Citigroup Global Markets Inc.; Mizuho Securities USA LLC; Wells Fargo Securities, LLC; BofA Securities, Inc.; J.P. Morgan Securities LLC; U.S. Bancorp Investments, Inc.; PNC Capital Markets LLC; TD Securities (USA) LLC; and Truist Securities, Inc. are acting as Joint Book-Running Managers in the transaction.
The Company has filed a registration statement (including a prospectus and a related prospectus supplement) with the United States Securities and Exchange Commission (the “SEC”) for the offering to which this communication relates. Before you invest, you should read the prospectus in that registration statement, the prospectus supplement and other documents D.R. Horton has filed with the SEC for more complete information about the Company and this offering.
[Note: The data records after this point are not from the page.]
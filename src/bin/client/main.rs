//! Command-line client: log in, optionally fetch one user's shares.
//!
//! Usage: `slsk-client [username]`

use std::time::Duration;

use anyhow::{Context, Result};
use slsk_client::constants::UserStatus;
use slsk_client::peer::PeerMessage;
use slsk_client::{Client, ClientConfig, ClientEvent};
use tokio::sync::mpsc;
use tracing::{info, warn};
use tracing_subscriber::EnvFilter;

const CONFIG_PATH: &str = "slsk-client.toml";
const BROWSE_TOKEN: i32 = 1;

#[tokio::main]
async fn main() -> Result<()> {
    dotenvy::dotenv().ok();
    tracing_subscriber::fmt()
        .with_env_filter(
            EnvFilter::try_from_default_env().unwrap_or_else(|_| EnvFilter::new("info")),
        )
        .init();

    let username = std::env::var("SOULSEEK_ACCOUNT").context("SOULSEEK_ACCOUNT not set")?;
    let password = std::env::var("SOULSEEK_PASSWORD").context("SOULSEEK_PASSWORD not set")?;
    let browse = std::env::args().nth(1);

    let config = ClientConfig::load_or_default(CONFIG_PATH)?;
    info!(server = %config.server_host, port = config.server_port, "connecting");

    let (client, events) = Client::start(config, &username).await?;
    let logger = tokio::spawn(log_events(events));

    let login = client.login(&password, UserStatus::Online, 0, 0).await?;
    info!(user = client.username(), greeting = %login.greeting, ip = %login.own_ip, "login ok");

    if let Some(target) = browse {
        client
            .connect_to_peer(&target, BROWSE_TOKEN, None)
            .await
            .with_context(|| format!("connecting to {target}"))?;
        client
            .send_to_peer(BROWSE_TOKEN, PeerMessage::SharesRequest)
            .await?;
        // Give the peer time to answer; the listing arrives as an event.
        tokio::time::sleep(Duration::from_secs(30)).await;
    } else {
        tokio::signal::ctrl_c().await?;
    }

    client.shutdown().await;
    logger.abort();
    Ok(())
}

async fn log_events(mut events: mpsc::UnboundedReceiver<ClientEvent>) {
    while let Some(event) = events.recv().await {
        match event {
            ClientEvent::Peer {
                token,
                message: PeerMessage::SharesReply { listing },
            } => {
                info!(
                    token,
                    folders = listing.folder_count(),
                    files = listing.file_count(),
                    "received shares"
                );
                for dir in &listing.directories {
                    info!("  {} ({} files)", dir.name, dir.files.len());
                }
            }
            ClientEvent::PeerDecodeFailed { token, error } => {
                warn!(token, %error, "bad peer message");
            }
            ClientEvent::ServerDisconnected => {
                warn!("server disconnected");
            }
            other => info!(?other, "event"),
        }
    }
}
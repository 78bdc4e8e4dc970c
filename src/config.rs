//! Client configuration.

use std::path::Path;
use std::time::Duration;

use serde::{Deserialize, Serialize};

use crate::Result;
use crate::constants::{DEFAULT_PEER_PORT, DEFAULT_SERVER_HOST, DEFAULT_SERVER_PORT};

#[derive(Debug, Clone, PartialEq, Eq, Serialize, Deserialize)]
#[serde(default)]
pub struct ClientConfig {
    /// Central server host
    pub server_host: String,

    /// Central server port
    pub server_port: u16,

    /// Address the peer listener binds to
    pub listen_host: String,

    /// Port the peer listener binds to, 0 for any free port
    pub listen_port: u16,

    /// Timeout for a single outbound peer connect
    pub peer_connect_timeout_ms: u64,

    /// How long to wait for the peer to pierce our firewall after asking the
    /// server to broker an indirect connection
    pub indirect_timeout_ms: u64,

    /// How long to wait for a GetPeerAddress reply
    pub address_timeout_ms: u64,

    /// How long to wait for the Login reply
    pub login_timeout_ms: u64,

    /// Attempts made to deliver a peer message before giving up
    pub send_max_attempts: u32,

    /// Pause between delivery attempts
    pub send_retry_delay_ms: u64,
}

impl Default for ClientConfig {
    fn default() -> Self {
        Self {
            server_host: DEFAULT_SERVER_HOST.to_string(),
            server_port: DEFAULT_SERVER_PORT,
            listen_host: "0.0.0.0".to_string(),
            listen_port: DEFAULT_PEER_PORT,
            peer_connect_timeout_ms: 5_000,
            indirect_timeout_ms: 20_000,
            address_timeout_ms: 10_000,
            login_timeout_ms: 15_000,
            send_max_attempts: 40,
            send_retry_delay_ms: 500,
        }
    }
}

impl ClientConfig {
    pub fn load_or_default<P: AsRef<Path>>(path: P) -> Result<Self> {
        let path = path.as_ref();

        let config = if path.exists() {
            let content = std::fs::read_to_string(path)?;
            Self::from_toml(&content)?
        } else {
            ClientConfig::default()
        };
        Ok(config.with_env_overrides())
    }

    pub fn from_toml(content: &str) -> Result<Self> {
        Ok(toml::from_str(content)?)
    }

    /// Apply `SOULSEEK_SERVER` and `SOULSEEK_PORT` when set.
    pub fn with_env_overrides(mut self) -> Self {
        if let Ok(host) = std::env::var("SOULSEEK_SERVER") {
            self.server_host = host;
        }
        if let Some(port) = std::env::var("SOULSEEK_PORT")
            .ok()
            .and_then(|p| p.parse().ok())
        {
            self.server_port = port;
        }
        self
    }

    pub fn peer_connect_timeout(&self) -> Duration {
        Duration::from_millis(self.peer_connect_timeout_ms)
    }

    pub fn indirect_timeout(&self) -> Duration {
        Duration::from_millis(self.indirect_timeout_ms)
    }

    pub fn address_timeout(&self) -> Duration {
        Duration::from_millis(self.address_timeout_ms)
    }

    pub fn login_timeout(&self) -> Duration {
        Duration::from_millis(self.login_timeout_ms)
    }

    pub fn send_retry_delay(&self) -> Duration {
        Duration::from_millis(self.send_retry_delay_ms)
    }
}
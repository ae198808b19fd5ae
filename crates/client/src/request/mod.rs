//! The per-request lifecycle.
//!
//! A [`PendingRequest`] binds one [`RequestDescriptor`](crate::protocol::RequestDescriptor)
//! to the handler that receives its outcome, and moves through [`PendingState`] as the
//! connection reports progress:
//!
//! ```text
//! Created ──send──▶ Sending ──sent──▶ AwaitingResponse ──response──▶ Completed
//!    │                 │                     │
//!    │                 └───────error─────────┴──────────────────────▶ Failed
//!    └─────────────────────────cancel (any non-terminal state)───────▶ Cancelled
//! ```
//!
//! Terminal states are absorbing and the handler is invoked at most once, on the
//! transition into `Completed` or `Failed`.

mod pending_request;

pub use pending_request::PendingRequest;
pub use pending_request::PendingState;
pub use pending_request::RequestId;
pub use pending_request::StateError;
//! An asynchronous micro HTTP client
//!
//! This crate manages the lifecycle of outgoing HTTP/1.1 requests on a single-threaded
//! tokio reactor: every request is tracked from submission until its handler has received
//! exactly one outcome, or until it is cancelled, and no request outlives the client that
//! owns it.
//!
//! # Example
//!
//! ```no_run
//! use http::Uri;
//! use tokio::task::LocalSet;
//! use tracing::{Level, error, info};
//! use tracing_subscriber::FmtSubscriber;
//! use micro_http_client::client::Client;
//! use micro_http_client::handler::response_channel;
//! use micro_http_client::protocol::RequestDescriptor;
//!
//! #[tokio::main(flavor = "current_thread")]
//! async fn main() {
//!     let subscriber = FmtSubscriber::builder().with_max_level(Level::INFO).finish();
//!     tracing::subscriber::set_global_default(subscriber).expect("setting default subscriber failed");
//!
//!     LocalSet::new()
//!         .run_until(async {
//!             let mut client = Client::new();
//!
//!             let (handler, response) = response_channel();
//!             let request = RequestDescriptor::get(Uri::from_static("http://127.0.0.1:8080/status"));
//!             if let Err(e) = client.request(request, handler) {
//!                 error!(cause = %e, "can't submit request");
//!                 return;
//!             }
//!
//!             client.run_until_idle().await;
//!             match response.await {
//!                 Ok(response) => info!(status = %response.status(), "receive response"),
//!                 Err(e) => error!(cause = %e, "request failed"),
//!             }
//!         })
//!         .await;
//! }
//! ```
//!
//! # Architecture
//!
//! - [`client`]: The [`Client`](client::Client) registry, its connection pool and the
//!   thread-safe [`RemoteClient`](client::RemoteClient)
//! - [`request`]: The [`PendingRequest`](request::PendingRequest) state machine
//! - [`connection`]: The connection contract and the shipped TCP implementation
//! - [`handler`]: Response handler trait and adapters
//! - [`codec`]: Request encoding and response decoding
//! - [`protocol`]: Protocol types and the error taxonomy
//! - [`config`]: Client configuration
//!
//! # Error Handling
//!
//! Handlers receive a classified [`protocol::RequestError`]: `Connection` when the
//! transport could not be established, `Transport` when it broke mid-exchange, `Protocol`
//! when the response was malformed. Each carries the integer code from
//! [`protocol::code`]. Cancelled requests are not reported to their handler at all.
//!
//! # Limitations
//!
//! - HTTP/1.1 only, one exchange per connection at a time (no pipelining)
//! - No TLS support
//! - No retries and no redirects
//! - Bodies are fully buffered
//! - Maximum response head size: 8KB
//! - Maximum number of response headers: 64
//! - Maximum response body: 16MB unless configured otherwise

pub mod client;
pub mod codec;
pub mod config;
pub mod connection;
pub mod handler;
pub mod protocol;
pub mod request;

mod utils;
pub(crate) use utils::ensure;
//! Decoder for response bodies sent with chunked transfer encoding.
//!
//! refer: <https://www.rfc-editor.org/rfc/rfc9112.html#name-chunked-transfer-coding>
//!
//! Chunk extensions and trailer fields are validated for framing only and then dropped.

use crate::protocol::{ParseError, PayloadItem};
use bytes::{Buf, BytesMut};
use std::io;
use std::io::ErrorKind;
use tokio_util::codec::Decoder;
use tracing::trace;

#[derive(Debug, Clone, PartialEq, Eq)]
pub struct ChunkedDecoder {
    state: State,
    remaining: u64,
}

#[derive(Debug, Clone, Copy, PartialEq, Eq)]
enum State {
    /// hex digits of the chunk size
    Size,
    /// whitespace between size and extension or line end
    SizeLws,
    Extension,
    SizeLf,
    Data,
    DataCr,
    DataLf,
    /// start of a trailer line, or the final empty line
    TrailerStart,
    Trailer,
    TrailerLf,
    EndLf,
    Done,
}

impl ChunkedDecoder {
    pub fn new() -> Self {
        Self { state: State::Size, remaining: 0 }
    }

    fn invalid(reason: &'static str) -> ParseError {
        ParseError::io(io::Error::new(ErrorKind::InvalidInput, reason))
    }

    fn push_size_digit(&mut self, digit: u8) -> Result<(), ParseError> {
        self.remaining = self
            .remaining
            .checked_mul(16)
            .and_then(|size| size.checked_add(u64::from(digit)))
            .ok_or_else(|| Self::invalid("chunk size overflow"))?;
        Ok(())
    }
}

impl Default for ChunkedDecoder {
    fn default() -> Self {
        Self::new()
    }
}

impl Decoder for ChunkedDecoder {
    type Item = PayloadItem;
    type Error = ParseError;

    fn decode(&mut self, src: &mut BytesMut) -> Result<Option<Self::Item>, Self::Error> {
        loop {
            if self.state == State::Done {
                return Ok(Some(PayloadItem::Eof));
            }

            if src.is_empty() {
                return Ok(None);
            }

            if self.state == State::Data {
                let len = usize::try_from(self.remaining).unwrap_or(usize::MAX).min(src.len());
                let bytes = src.split_to(len).freeze();
                self.remaining -= len as u64;
                if self.remaining == 0 {
                    self.state = State::DataCr;
                }
                trace!(len = bytes.len(), "read chunked bytes");
                return Ok(Some(PayloadItem::Chunk(bytes)));
            }

            let byte = src.get_u8();
            self.state = match (self.state, byte) {
                (State::Size, b @ b'0'..=b'9') => {
                    self.push_size_digit(b - b'0')?;
                    State::Size
                }
                (State::Size, b @ b'a'..=b'f') => {
                    self.push_size_digit(b - b'a' + 10)?;
                    State::Size
                }
                (State::Size, b @ b'A'..=b'F') => {
                    self.push_size_digit(b - b'A' + 10)?;
                    State::Size
                }
                (State::Size | State::SizeLws, b'\t' | b' ') => State::SizeLws,
                (State::Size | State::SizeLws, b';') => State::Extension,
                (State::Size | State::SizeLws | State::Extension, b'\r') => State::SizeLf,
                (State::Size, _) => return Err(Self::invalid("invalid chunk size")),
                (State::SizeLws, _) => return Err(Self::invalid("invalid chunk size linear white space")),
                // a bare LF inside an extension would desync lenient peers
                (State::Extension, b'\n') => return Err(Self::invalid("invalid chunk extension contains newline")),
                (State::Extension, _) => State::Extension,
                (State::SizeLf, b'\n') if self.remaining == 0 => State::TrailerStart,
                (State::SizeLf, b'\n') => State::Data,
                (State::SizeLf, _) => return Err(Self::invalid("invalid chunk size LF")),
                (State::DataCr, b'\r') => State::DataLf,
                (State::DataCr, _) => return Err(Self::invalid("invalid chunk body CR")),
                (State::DataLf, b'\n') => State::Size,
                (State::DataLf, _) => return Err(Self::invalid("invalid chunk body LF")),
                (State::TrailerStart, b'\r') => State::EndLf,
                (State::Trailer, b'\r') => State::TrailerLf,
                (State::TrailerStart | State::Trailer, _) => State::Trailer,
                (State::TrailerLf, b'\n') => State::TrailerStart,
                (State::TrailerLf, _) => return Err(Self::invalid("invalid trailer end LF")),
                (State::EndLf, b'\n') => State::Done,
                (State::EndLf, _) => return Err(Self::invalid("invalid chunk end LF")),
                (State::Data | State::Done, _) => unreachable!("handled before reading a byte"),
            };
        }
    }
}
//! Fetches the given URLs concurrently and logs each outcome.
//!
//! ```text
//! cargo run --example fetch -- http://127.0.0.1:8080/ http://127.0.0.1:8080/status
//! ```

use std::time::Duration;

use http::Uri;
use micro_http_client::client::Client;
use micro_http_client::config::ClientConfig;
use micro_http_client::handler::make_handler;
use micro_http_client::protocol::RequestDescriptor;
use tokio::task::LocalSet;
use tracing::{Level, error, info, warn};
use tracing_subscriber::FmtSubscriber;

#[tokio::main(flavor = "current_thread")]
async fn main() {
    let subscriber = FmtSubscriber::builder().with_max_level(Level::INFO).finish();
    tracing::subscriber::set_global_default(subscriber).expect("setting default subscriber failed");

    let urls: Vec<String> = std::env::args().skip(1).collect();
    if urls.is_empty() {
        warn!("no url given, usage: fetch <url>...");
        return;
    }

    let config = match ClientConfig::builder().response_timeout(Duration::from_secs(30)).build() {
        Ok(config) => config,
        Err(e) => {
            error!(cause = %e, "invalid client config");
            return;
        }
    };

    LocalSet::new()
        .run_until(async move {
            let mut client = Client::with_config(config);

            for url in urls {
                let uri = match url.parse::<Uri>() {
                    Ok(uri) => uri,
                    Err(e) => {
                        warn!(%url, cause = %e, "skip unparsable url");
                        continue;
                    }
                };

                let handler = make_handler({
                    let url = url.clone();
                    move |result| match result {
                        Ok(response) => info!(%url, status = %response.status(), body_len = response.body().len(), "receive response"),
                        Err(e) => error!(%url, cause = %e, "request failed"),
                    }
                });

                if let Err(e) = client.request(RequestDescriptor::get(uri), handler) {
                    warn!(%url, cause = %e, "request rejected");
                }
            }

            client.run_until_idle().await;
            client.shutdown();
        })
        .await;
}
You may get these documents free of charge by visiting EDGAR on the SEC website at www.sec.gov. Alternatively, copies of the prospectus supplement and accompanying prospectus may be obtained by contacting Citigroup Global Markets Inc. at 800-831-9146 or at the following address: 1155 Long Island Avenue, Edgewood, NY 11717, Attn: Broadridge Financial Solutions; Mizuho Securities USA LLC at 866-271-7403 or at the following address: 1271 Avenue of the Americas, New York, NY 10020, Attn: Debt Capital Markets; or Wells Fargo Securities, LLC at 800-645-3751 or at the following address: 608 2nd Avenue South, Suite 1000, Minneapolis, MN 55402, Attn: WFS Customer Service.
This press release shall not constitute an offer to sell or a solicitation of an offer to buy these senior notes, nor shall there be any offer, solicitation or sale of these senior notes in any state or jurisdiction in which such an offer, solicitation or sale would be unlawful. The senior notes offering is being made only by means of the prospectus supplement and accompanying prospectus.